Agresiones y robo de equipamiento durante rescate en medio del temporal
Mientras bomberos voluntarios realizaban rescates durante el temporal, enfrentaron una situación que nadie esperaba. Las agresiones y el robo de equipamiento generaron una fuerte reacción institucional que pone en debate cómo actuar en emergencias.
Un grupo de personas arrebató por la fuerza una lancha de rescate mientras bomberos voluntarios intentaban ayudar a víctimas de inundaciones, generando un contundente repudio de la Federación 3 de Junio de Bomberos Voluntarios de Tucumán, que denunció agresiones físicas, verbales y el robo de equipamiento durante las tareas de auxilio.
El grave episodio ocurrió el sábado por la noche durante el fuerte temporal que azotó el sur tucumano. Los bomberos voluntarios de Aguilares se encontraban realizando tareas de rescate cuando enfrentaron no solo las condiciones climáticas extremas, sino también la reacción violenta de civiles.
¿Qué ocurrió exactamente?
Según el comunicado difundido por la Federación, en medio de la desesperación por las inundaciones, un grupo de personas arrebató por la fuerza una lancha de rescate que estaba siendo utilizada en el operativo.
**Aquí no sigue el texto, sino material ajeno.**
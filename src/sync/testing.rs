//! In-memory collaborators for sync tests

use anyhow::Result;
use async_trait::async_trait;
use std::collections::HashMap;
use std::path::Path;
use std::sync::Mutex;

use super::errors::TransferError;
use super::report::Reporter;
use crate::archive::{Archive, ManifestEntry, Transfer};
use crate::catalog::{Catalog, Link, Show, ShowDetail, SourceRecord, Venue};

#[derive(Debug, Clone, Copy, PartialEq, Eq)]
pub enum Level {
    Info,
    Warn,
    Error,
}

/// Keeps every message for later assertions
#[derive(Default)]
pub struct RecordingReporter {
    messages: Mutex<Vec<(Level, String)>>,
}

impl RecordingReporter {
    pub fn messages(&self, level: Level) -> Vec<String> {
        self.messages
            .lock()
            .unwrap()
            .iter()
            .filter(|(l, _)| *l == level)
            .map(|(_, m)| m.clone())
            .collect()
    }

    fn push(&self, level: Level, message: &str) {
        self.messages.lock().unwrap().push((level, message.to_string()));
    }
}

impl Reporter for RecordingReporter {
    fn info(&self, message: &str) {
        self.push(Level::Info, message);
    }

    fn warn(&self, message: &str) {
        self.push(Level::Warn, message);
    }

    fn error(&self, message: &str) {
        self.push(Level::Error, message);
    }
}

/// Writes `body` for every URL except the ones scripted to fail
#[derive(Default)]
pub struct FakeTransfer {
    failures: HashMap<String, u16>,
    body: Vec<u8>,
    attempts: Mutex<Vec<String>>,
}

impl FakeTransfer {
    pub fn failing(statuses: &[(&str, u16)]) -> Self {
        Self {
            failures: statuses.iter().map(|(u, s)| (u.to_string(), *s)).collect(),
            body: b"audio".to_vec(),
            ..Default::default()
        }
    }

    pub fn attempts(&self) -> Vec<String> {
        self.attempts.lock().unwrap().clone()
    }
}

#[async_trait]
impl Transfer for FakeTransfer {
    async fn transfer(&self, url: &str, dest: &Path, _display_name: &str) -> Result<u64, TransferError> {
        self.attempts.lock().unwrap().push(url.to_string());
        if let Some(status) = self.failures.get(url) {
            return Err(TransferError::Status { status: *status });
        }
        tokio::fs::write(dest, &self.body).await?;
        Ok(self.body.len() as u64)
    }
}

/// Catalog backed by fixed show data; dates without detail fail
#[derive(Default)]
pub struct FakeCatalog {
    pub shows: Vec<Show>,
    pub details: HashMap<String, Vec<SourceRecord>>,
}

impl FakeCatalog {
    pub fn with_show(mut self, date: &str, sources: Vec<SourceRecord>) -> Self {
        self.shows.push(show(date));
        self.details.insert(date.to_string(), sources);
        self
    }

    /// A show listed for the year whose detail lookup fails
    pub fn with_broken_show(mut self, date: &str) -> Self {
        self.shows.push(show(date));
        self
    }
}

#[async_trait]
impl Catalog for FakeCatalog {
    async fn get_shows(&self, _band: &str, _year: &str) -> Result<Vec<Show>> {
        Ok(self.shows.clone())
    }

    async fn get_show(&self, _band: &str, display_date: &str) -> Result<ShowDetail> {
        match self.details.get(display_date) {
            Some(sources) => Ok(ShowDetail {
                display_date: display_date.to_string(),
                sources: sources.clone(),
            }),
            None => anyhow::bail!("API returned status 404"),
        }
    }
}

/// Archive backed by fixed manifests; unknown identifiers fail
#[derive(Default)]
pub struct FakeArchive {
    pub manifests: HashMap<String, Vec<ManifestEntry>>,
}

impl FakeArchive {
    pub fn with_item(mut self, identifier: &str, files: Vec<ManifestEntry>) -> Self {
        self.manifests.insert(identifier.to_string(), files);
        self
    }
}

#[async_trait]
impl Archive for FakeArchive {
    async fn get_manifest(&self, identifier: &str) -> Result<Vec<ManifestEntry>> {
        match self.manifests.get(identifier) {
            Some(files) => Ok(files.clone()),
            None => anyhow::bail!("archive.org API returned status 503"),
        }
    }

    fn file_url(&self, identifier: &str, file_name: &str) -> String {
        format!("https://archive.test/download/{}/{}", identifier, file_name)
    }
}

pub fn show(date: &str) -> Show {
    Show {
        display_date: date.to_string(),
        venue: Some(Venue {
            name: Some("Barton Hall".to_string()),
            location: Some("Ithaca, NY".to_string()),
        }),
    }
}

/// A source rated `rating` linking to archive item `identifier`
pub fn source(identifier: &str, rating: Option<f64>) -> SourceRecord {
    SourceRecord {
        id: None,
        uuid: Some(identifier.to_string()),
        avg_rating: rating,
        is_soundboard: false,
        taper: None,
        links: vec![Link {
            url: format!("https://archive.org/details/{}", identifier),
        }],
    }
}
El equipo de bomberos sufrió agresiones tanto físicas como verbales durante el incidente.
“La urgencia no justifica la barbarie”, señalaron desde la organización bomberil. Remarcaron que este tipo de conductas no solo no aceleran la asistencia, sino que la entorpecen y ponen en peligro a toda la comunidad afectada por el temporal.
La respuesta institucional
La Federación 3 de Junio de Bomberos Voluntarios de Tucumán emitió un comunicado expresando su repudio ante los hechos. El documento hizo hincapié en el rol de los bomberos voluntarios, destacando que se trata de vecinos que arriesgan su vida de manera desinteresada para ayudar a otros en situaciones críticas.
Desde la organización advirtieron que sin respeto ni recursos, el sistema de emergencias se debilita y pierde capacidad de respuesta. “Agredir a quien viene a ayudar es un acto irracional”, expresaron en el comunicado, subrayando que un ataque a un bombero representa un golpe directo a la solidaridad social.
Reflexión colectiva
Además del repudio, la Federación llamó a la reflexión colectiva y pidió empatía en contextos de crisis. Insistieron en que la violencia no salva vidas y que solo el respeto y el trabajo en equipo permiten afrontar este tipo de emergencias de manera efectiva.
El episodio dejó al descubierto no solo el impacto del temporal, sino también la tensión social que puede generarse en situaciones límite. Los bomberos voluntarios continuaron con sus tareas pese a las dificultades, demostrando su compromiso con la comunidad.